Will we wind up like Canada, or Britain or France or Zimbabwe?
The issue actually consists of two densely intertwined problems.
First, there is the money problem. Who, we are asked, will pay? How much will they pay? How much will people receive in return for what they pay?
The health care financing geeks (you gotta love ’em) have their own set of buzzwords and catch phrases…
access— A person’s ability to obtain affordable medical care on a timely basis.
beneficence— An ethical principle which, when applied to [health] care, states that each [patient] should be treated in a manner that respects his or her own goals and values.
no balance billing provision— A provider contract clause which states that the provider agrees to accept the amount the plan pays for medical services as payment in full and not to bill plan members for additional amounts (except for co-payments, coinsurance, and deductibles).
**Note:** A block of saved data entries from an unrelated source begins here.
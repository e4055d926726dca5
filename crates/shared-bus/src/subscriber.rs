//! # Event Subscriber
//!
//! Receiving side of the bus. Each handle filters by kind locally; the
//! broadcast channel itself carries every event.

use crate::events::{ChainEvent, EventFilter};
use parking_lot::RwLock;
use std::collections::HashMap;
use std::pin::Pin;
use std::sync::Arc;
use std::task::{Context, Poll};
use thiserror::Error;
use tokio::sync::{broadcast, mpsc};
use tokio_stream::wrappers::errors::BroadcastStreamRecvError;
use tokio_stream::wrappers::BroadcastStream;
use tokio_stream::Stream;
use tracing::{debug, warn};

/// Errors from subscription operations.
#[derive(Debug, Error, Clone, PartialEq, Eq)]
pub enum SubscriptionError {
    /// The event bus was closed.
    #[error("Event bus closed")]
    Closed,
}

fn report_lag(skipped: u64) {
    warn!(skipped, "Subscriber lagged, events dropped");
}

/// Decrements the per-filter subscription count when dropped.
struct SubscriptionGuard {
    subscriptions: Arc<RwLock<HashMap<String, usize>>>,
    key: String,
}

impl Drop for SubscriptionGuard {
    fn drop(&mut self) {
        let mut subs = self.subscriptions.write();
        if let Some(count) = subs.get_mut(&self.key) {
            *count = count.saturating_sub(1);
            if *count == 0 {
                subs.remove(&self.key);
            }
        }
        debug!(kinds = %self.key, "Subscription dropped");
    }
}

/// A subscription handle for receiving events.
///
/// Dropping the handle unsubscribes.
pub struct Subscription {
    receiver: broadcast::Receiver<ChainEvent>,
    filter: EventFilter,
    guard: SubscriptionGuard,
}

impl Subscription {
    pub(crate) fn new(
        receiver: broadcast::Receiver<ChainEvent>,
        filter: EventFilter,
        subscriptions: Arc<RwLock<HashMap<String, usize>>>,
        key: String,
    ) -> Self {
        Self {
            receiver,
            filter,
            guard: SubscriptionGuard { subscriptions, key },
        }
    }

    /// Next event matching the filter, in publication order.
    ///
    /// Returns `None` once the bus is dropped. Events lost to lag are
    /// logged and skipped.
    pub async fn recv(&mut self) -> Option<ChainEvent> {
        use broadcast::error::RecvError;
        loop {
            match self.receiver.recv().await {
                Ok(event) if self.filter.matches(&event) => return Some(event),
                Ok(_) => {}
                Err(RecvError::Lagged(skipped)) => report_lag(skipped),
                Err(RecvError::Closed) => return None,
            }
        }
    }

    /// Non-blocking [`Self::recv`]. `Ok(None)` means nothing is queued.
    pub fn try_recv(&mut self) -> Result<Option<ChainEvent>, SubscriptionError> {
        use broadcast::error::TryRecvError;
        loop {
            match self.receiver.try_recv() {
                Ok(event) if self.filter.matches(&event) => return Ok(Some(event)),
                Ok(_) => {}
                Err(TryRecvError::Lagged(skipped)) => report_lag(skipped),
                Err(TryRecvError::Empty) => return Ok(None),
                Err(TryRecvError::Closed) => return Err(SubscriptionError::Closed),
            }
        }
    }

    /// Kinds this subscription accepts.
    #[must_use]
    pub fn event_filter(&self) -> &EventFilter {
        &self.filter
    }
}

/// A lossless subscription created by
/// [`crate::InMemoryEventBus::subscribe_queued`].
///
/// The bus filters by kind before queueing, so every received event
/// matches. Dropping the handle unsubscribes at the next publish.
pub struct QueuedSubscription {
    receiver: mpsc::UnboundedReceiver<ChainEvent>,
    filter: EventFilter,
}

impl QueuedSubscription {
    pub(crate) fn new(receiver: mpsc::UnboundedReceiver<ChainEvent>, filter: EventFilter) -> Self {
        Self { receiver, filter }
    }

    /// Next queued event. `None` once the bus is dropped and the queue is
    /// drained.
    pub async fn recv(&mut self) -> Option<ChainEvent> {
        self.receiver.recv().await
    }

    /// Non-blocking [`Self::recv`]. `Ok(None)` means the queue is empty.
    pub fn try_recv(&mut self) -> Result<Option<ChainEvent>, SubscriptionError> {
        use mpsc::error::TryRecvError;
        match self.receiver.try_recv() {
            Ok(event) => Ok(Some(event)),
            Err(TryRecvError::Empty) => Ok(None),
            Err(TryRecvError::Disconnected) => Err(SubscriptionError::Closed),
        }
    }

    #[must_use]
    pub fn event_filter(&self) -> &EventFilter {
        &self.filter
    }
}

/// A [`Subscription`] consumed as a `Stream`.
pub struct EventStream {
    inner: BroadcastStream<ChainEvent>,
    filter: EventFilter,
    _guard: SubscriptionGuard,
}

impl EventStream {
    #[must_use]
    pub fn new(subscription: Subscription) -> Self {
        let Subscription {
            receiver,
            filter,
            guard,
        } = subscription;
        Self {
            inner: BroadcastStream::new(receiver),
            filter,
            _guard: guard,
        }
    }

    /// Kinds this stream yields. Named apart from `StreamExt::filter`.
    #[must_use]
    pub fn event_filter(&self) -> &EventFilter {
        &self.filter
    }
}

impl Stream for EventStream {
    type Item = ChainEvent;

    fn poll_next(mut self: Pin<&mut Self>, cx: &mut Context<'_>) -> Poll<Option<Self::Item>> {
        loop {
            let next = match Pin::new(&mut self.inner).poll_next(cx) {
                Poll::Pending => return Poll::Pending,
                Poll::Ready(next) => next,
            };
            match next {
                Some(Ok(event)) if self.filter.matches(&event) => return Poll::Ready(Some(event)),
                Some(Ok(_)) => {}
                Some(Err(BroadcastStreamRecvError::Lagged(skipped))) => report_lag(skipped),
                None => return Poll::Ready(None),
            }
        }
    }
}
//! # Meridian Node
//!
//! Usage: `node-runtime [CONFIG.toml]`
//!
//! Logging follows `RUST_LOG` and defaults to `info`.

use std::path::PathBuf;

use anyhow::{Context, Result};
use tracing::info;
use tracing_subscriber::EnvFilter;

use node_runtime::{load_config, run_node};

#[tokio::main]
async fn main() -> Result<()> {
    let filter = EnvFilter::try_from_default_env().unwrap_or_else(|_| EnvFilter::new("info"));
    tracing_subscriber::fmt()
        .with_env_filter(filter)
        .with_target(true)
        .with_thread_ids(true)
        .init();

    let config_path = std::env::args_os().nth(1).map(PathBuf::from);
    let config = load_config(config_path.as_deref()).context("loading configuration")?;
    config.validate().context("validating configuration")?;

    info!(
        moniker = %config.moniker,
        network = %config.network,
        root = %config.root_dir.display(),
        "Starting Meridian node"
    );
    run_node(config).await.context("node failed")?;

    info!("Shutdown complete");
    Ok(())
}
//! # Reactors
//!
//! Node subsystems registered with the switch. Peer exchange lives in
//! `p2p-switch`; the chain-facing reactors live here.

pub mod blockchain;
pub mod consensus;
pub mod mempool;

pub use blockchain::{BlockchainReactor, BLOCKCHAIN_REACTOR_NAME};
pub use consensus::{
    ConsensusDump, ConsensusError, ConsensusReactor, ConsensusState, CONSENSUS_REACTOR_NAME,
    MAX_BLOCK_TXS,
};
pub use mempool::{Mempool, MempoolError, MempoolReactor, DEFAULT_MEMPOOL_CAPACITY, MEMPOOL_REACTOR_NAME};
//! # Blockchain Reactor
//!
//! Tracks whether the node is fast-syncing blocks from peers or has caught up
//! and handed over to consensus.

use std::sync::atomic::{AtomicBool, Ordering};
use std::sync::Arc;

use async_trait::async_trait;
use p2p_switch::{BaseReactor, P2pError, Reactor};
use parking_lot::RwLock;
use shared_bus::{ChainEvent, EventSink, Eventable};
use tracing::info;

use crate::storage::{BlockStore, ChainState};

pub const BLOCKCHAIN_REACTOR_NAME: &str = "BLOCKCHAIN";

pub struct BlockchainReactor {
    base: BaseReactor,
    state: Arc<RwLock<ChainState>>,
    block_store: Arc<BlockStore>,
    fast_sync: AtomicBool,
}

impl BlockchainReactor {
    #[must_use]
    pub fn new(state: Arc<RwLock<ChainState>>, block_store: Arc<BlockStore>, fast_sync: bool) -> Self {
        Self {
            base: BaseReactor::new(BLOCKCHAIN_REACTOR_NAME),
            state,
            block_store,
            fast_sync: AtomicBool::new(fast_sync),
        }
    }

    #[must_use]
    pub fn is_syncing(&self) -> bool {
        self.fast_sync.load(Ordering::SeqCst)
    }

    /// Height of the last committed block.
    #[must_use]
    pub fn height(&self) -> u64 {
        self.state.read().last_block_height
    }

    #[must_use]
    pub fn block_store(&self) -> &Arc<BlockStore> {
        &self.block_store
    }

    /// Leave fast sync. Returns `false` if sync had already ended.
    pub fn switch_to_consensus(&self) -> bool {
        if !self.fast_sync.swap(false, Ordering::SeqCst) {
            return false;
        }
        let height = self.height();
        info!(height, "Fast sync complete, switching to consensus");
        self.base.fire(ChainEvent::SyncStatusChanged {
            syncing: false,
            height,
        });
        true
    }
}

impl Eventable for BlockchainReactor {
    fn set_event_sink(&self, sink: EventSink) {
        self.base.set_event_sink(sink);
    }
}

#[async_trait]
impl Reactor for BlockchainReactor {
    fn name(&self) -> &str {
        self.base.name()
    }

    async fn start(&self) -> Result<(), P2pError> {
        if self.base.start() {
            let syncing = self.is_syncing();
            let height = self.height();
            info!(syncing, height, "Block sync status");
            self.base.fire(ChainEvent::SyncStatusChanged { syncing, height });
        }
        Ok(())
    }

    async fn stop(&self) {
        self.base.stop();
    }

    fn is_running(&self) -> bool {
        self.base.is_running()
    }
}

#[cfg(test)]
mod tests {
    use super::*;
    use crate::storage::{GenesisDoc, InMemoryKVStore};
    use shared_bus::{EventFilter, EventKind, InMemoryEventBus};

    fn reactor(fast_sync: bool) -> BlockchainReactor {
        let genesis = GenesisDoc {
            chain_id: "test".into(),
            genesis_time: 0,
            validators: vec![],
            app_hash: [0; 32],
        };
        BlockchainReactor::new(
            Arc::new(RwLock::new(ChainState::from_genesis(&genesis))),
            Arc::new(BlockStore::new(InMemoryKVStore::shared())),
            fast_sync,
        )
    }

    #[tokio::test]
    async fn test_start_reports_sync_status() {
        let bus = Arc::new(InMemoryEventBus::new());
        bus.start();
        let mut sub = bus.subscribe(EventFilter::kinds(vec![EventKind::SyncStatusChanged]));

        let reactor = reactor(true);
        reactor.set_event_sink(bus.clone());
        reactor.start().await.unwrap();
        reactor.start().await.unwrap();

        assert!(matches!(
            sub.try_recv().unwrap(),
            Some(ChainEvent::SyncStatusChanged {
                syncing: true,
                height: 0
            })
        ));
        assert!(sub.try_recv().unwrap().is_none());
    }

    #[tokio::test]
    async fn test_switch_to_consensus_once() {
        let reactor = reactor(true);
        assert!(reactor.is_syncing());
        assert!(reactor.switch_to_consensus());
        assert!(!reactor.switch_to_consensus());
        assert!(!reactor.is_syncing());
    }
}
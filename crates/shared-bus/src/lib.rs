//! # Shared Bus - Process-wide Event Bus
//!
//! Producers (consensus, mempool, switch, block sync) post typed
//! [`ChainEvent`]s; consumers subscribe with an [`EventFilter`] and receive a
//! single ordered stream.
//!
//! ```text
//! ┌──────────────┐                    ┌──────────────────┐
//! │   Reactor    │    publish()       │  Filter manager  │
//! │ (Eventable)  │ ──────┐            │  RPC /events     │
//! └──────────────┘       │            └──────────────────┘
//!                        ▼                    ↑
//!                  ┌──────────────┐          │
//!                  │  Event Bus   │ ─────────┘
//!                  └──────────────┘  subscribe()
//! ```

#![cfg_attr(test, allow(clippy::unwrap_used))]
#![cfg_attr(test, allow(clippy::expect_used))]
#![cfg_attr(test, allow(clippy::panic))]

pub mod events;
pub mod publisher;
pub mod sink;
pub mod subscriber;

// Re-export main types
pub use events::{ChainEvent, EventFilter, EventKind};
pub use publisher::{EventPublisher, InMemoryEventBus};
pub use sink::{wire_event_sink, EventSink, EventSinkSlot, Eventable};
pub use subscriber::{EventStream, QueuedSubscription, Subscription, SubscriptionError};

/// Maximum events to buffer per subscriber before lagging.
pub const DEFAULT_CHANNEL_CAPACITY: usize = 1000;
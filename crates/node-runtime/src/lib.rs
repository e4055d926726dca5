//! # Node Runtime Library
//!
//! The Meridian node: configuration, storage, reactors, lifecycle and the
//! JSON-RPC server. The `node-runtime` binary is a thin wrapper around
//! [`run_node`].
//!
//! ## Startup
//!
//! 1. Load configuration (file, then `MERIDIAN_*` environment)
//! 2. Validate it; bad RPC or P2P addresses stop here
//! 3. Construct the node from its stores
//! 4. Attach the P2P listener and start the switch
//! 5. Dial seeds, start RPC
//! 6. Wait for Ctrl-C / SIGTERM, then stop

#![cfg_attr(test, allow(clippy::unwrap_used))]
#![allow(clippy::module_name_repetitions)]

pub mod config;
pub mod error;
pub mod node;
pub mod reactors;
pub mod rpc;
pub mod storage;

pub use config::{load_config, ConfigError, NodeConfig};
pub use error::NodeError;
pub use node::{run_node, run_node_until, shutdown_signal, Node, SeedDialReport, NODE_VERSION};
pub use storage::NodeStores;
//! # Filters over a live node
//!
//! Blocks committed by the node's consensus reach installed filters through
//! the event bus:
//!
//! ```text
//! ConsensusState::commit ──NewBlock, Logs──→ InMemoryEventBus ──→ FilterManager
//! ConsensusState::propose ──PendingBlock──↗
//! ```

#[cfg(test)]
mod tests {
    use std::sync::atomic::{AtomicUsize, Ordering};
    use std::sync::Arc;
    use std::time::Duration;

    use filter_manager::{Filter, FilterManager, LogCriteria};
    use parking_lot::Mutex;
    use shared_types::LogRecord;
    use tokio::time::{sleep, timeout};

    use crate::integration::support::{log, node};

    async fn wait_for(cond: impl Fn() -> bool) {
        timeout(Duration::from_secs(5), async {
            while !cond() {
                sleep(Duration::from_millis(10)).await;
            }
        })
        .await
        .expect("condition not reached in time");
    }

    #[tokio::test]
    async fn test_committed_blocks_reach_filters() {
        let dir = tempfile::tempdir().unwrap();
        let node = node(dir.path());
        node.start().await.unwrap();

        let manager = FilterManager::new(node.bus().clone());
        let finalized = Arc::new(Mutex::new(Vec::new()));
        let pending = Arc::new(AtomicUsize::new(0));
        let f = finalized.clone();
        let p = pending.clone();
        manager.install(
            Filter::new()
                .on_block(move |block| f.lock().push(block.height()))
                .on_pending(move |_| {
                    p.fetch_add(1, Ordering::SeqCst);
                }),
        );
        manager.start().unwrap();

        for _ in 0..3 {
            node.consensus().commit_next_block(vec![]).unwrap();
        }

        wait_for(|| finalized.lock().len() == 3).await;
        assert_eq!(*finalized.lock(), vec![1, 2, 3]);
        assert_eq!(pending.load(Ordering::SeqCst), 3);

        manager.stop();
        manager.join().await;
        node.stop().await;
    }

    #[tokio::test]
    async fn test_log_filters_receive_matching_subset() {
        let dir = tempfile::tempdir().unwrap();
        let node = node(dir.path());

        let manager = FilterManager::new(node.bus().clone());
        let received: Arc<Mutex<Vec<Vec<LogRecord>>>> = Arc::new(Mutex::new(Vec::new()));
        let r = received.clone();
        manager.install(
            Filter::new()
                .with_criteria(LogCriteria::any().with_addresses([[0xaa; 20]]))
                .on_logs(move |logs| r.lock().push(logs)),
        );
        let other_calls = Arc::new(AtomicUsize::new(0));
        let o = other_calls.clone();
        manager.install(
            Filter::new()
                .with_criteria(LogCriteria::any().with_addresses([[0xcc; 20]]))
                .on_logs(move |_| {
                    o.fetch_add(1, Ordering::SeqCst);
                }),
        );
        manager.start().unwrap();

        node.consensus()
            .commit_next_block(vec![log(0xaa, 1, 1), log(0xbb, 1, 1), log(0xaa, 2, 1)])
            .unwrap();
        // a block whose logs match nobody
        node.consensus()
            .commit_next_block(vec![log(0xbb, 1, 2)])
            .unwrap();
        node.consensus()
            .commit_next_block(vec![log(0xaa, 3, 3)])
            .unwrap();

        wait_for(|| received.lock().len() == 2).await;
        let received = received.lock().clone();
        assert_eq!(received[0], vec![log(0xaa, 1, 1), log(0xaa, 2, 1)]);
        assert_eq!(received[1], vec![log(0xaa, 3, 3)]);

        // give the dispatcher a moment; nothing ever matched 0xcc
        sleep(Duration::from_millis(50)).await;
        assert_eq!(other_calls.load(Ordering::SeqCst), 0);
        assert_eq!(manager.stats().callback_faults, 0);

        manager.stop();
    }

    #[tokio::test]
    async fn test_stopped_manager_ignores_later_blocks() {
        let dir = tempfile::tempdir().unwrap();
        let node = node(dir.path());

        let manager = FilterManager::new(node.bus().clone());
        let calls = Arc::new(AtomicUsize::new(0));
        let c = calls.clone();
        manager.install(Filter::new().on_block(move |_| {
            c.fetch_add(1, Ordering::SeqCst);
        }));
        manager.start().unwrap();

        node.consensus().commit_next_block(vec![]).unwrap();
        wait_for(|| calls.load(Ordering::SeqCst) == 1).await;

        manager.stop();
        manager.stop();
        for _ in 0..5 {
            node.consensus().commit_next_block(vec![]).unwrap();
        }
        manager.join().await;
        sleep(Duration::from_millis(50)).await;
        assert_eq!(calls.load(Ordering::SeqCst), 1);
    }

    #[tokio::test]
    async fn test_uninstalled_filter_stops_receiving() {
        let dir = tempfile::tempdir().unwrap();
        let node = node(dir.path());

        let manager = FilterManager::new(node.bus().clone());
        let kept = Arc::new(AtomicUsize::new(0));
        let removed = Arc::new(AtomicUsize::new(0));
        let k = kept.clone();
        let r = removed.clone();
        manager.install(Filter::new().on_block(move |_| {
            k.fetch_add(1, Ordering::SeqCst);
        }));
        let id = manager.install(Filter::new().on_block(move |_| {
            r.fetch_add(1, Ordering::SeqCst);
        }));
        manager.start().unwrap();

        node.consensus().commit_next_block(vec![]).unwrap();
        wait_for(|| kept.load(Ordering::SeqCst) == 1 && removed.load(Ordering::SeqCst) == 1).await;

        manager.uninstall(id);
        assert!(manager.get(id).is_none());
        node.consensus().commit_next_block(vec![]).unwrap();
        wait_for(|| kept.load(Ordering::SeqCst) == 2).await;
        assert_eq!(removed.load(Ordering::SeqCst), 1);

        manager.stop();
    }
}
The morbidly obsessed can go here for thousands more examples of this kind of language.
The second major question concerns quality. These reformers are primarily concerned with the care that is actually being delivered. They want to know if that care is any good. Does it create outcomes that are better, or worse, for the people receiving that care. America spends, per capita, more for its health care than any other nation on earth and yet the outcomes created by this (very expensive) system are middling at best. America does not have, as is so often claimed, “the best health care on Earth.” Instead, we have the most expensive health care system on earth.
Real health care reform requires tackling the financing and the quality questions simultaneously.
So, as we hear more about the issue of health care reform, take note if the politician or expert you are listening too seems most concerned about quality or finance — a few of the best will be concerned about both issues.
One last note for now. We will also be hearing people claim that we will “be like” some other country. This is not true. Whatever kind of health care reform we wind up with (and I am hoping for the best) it will be distinctly American because it will evolve out of the current system.
This is the concept of “path dependence.”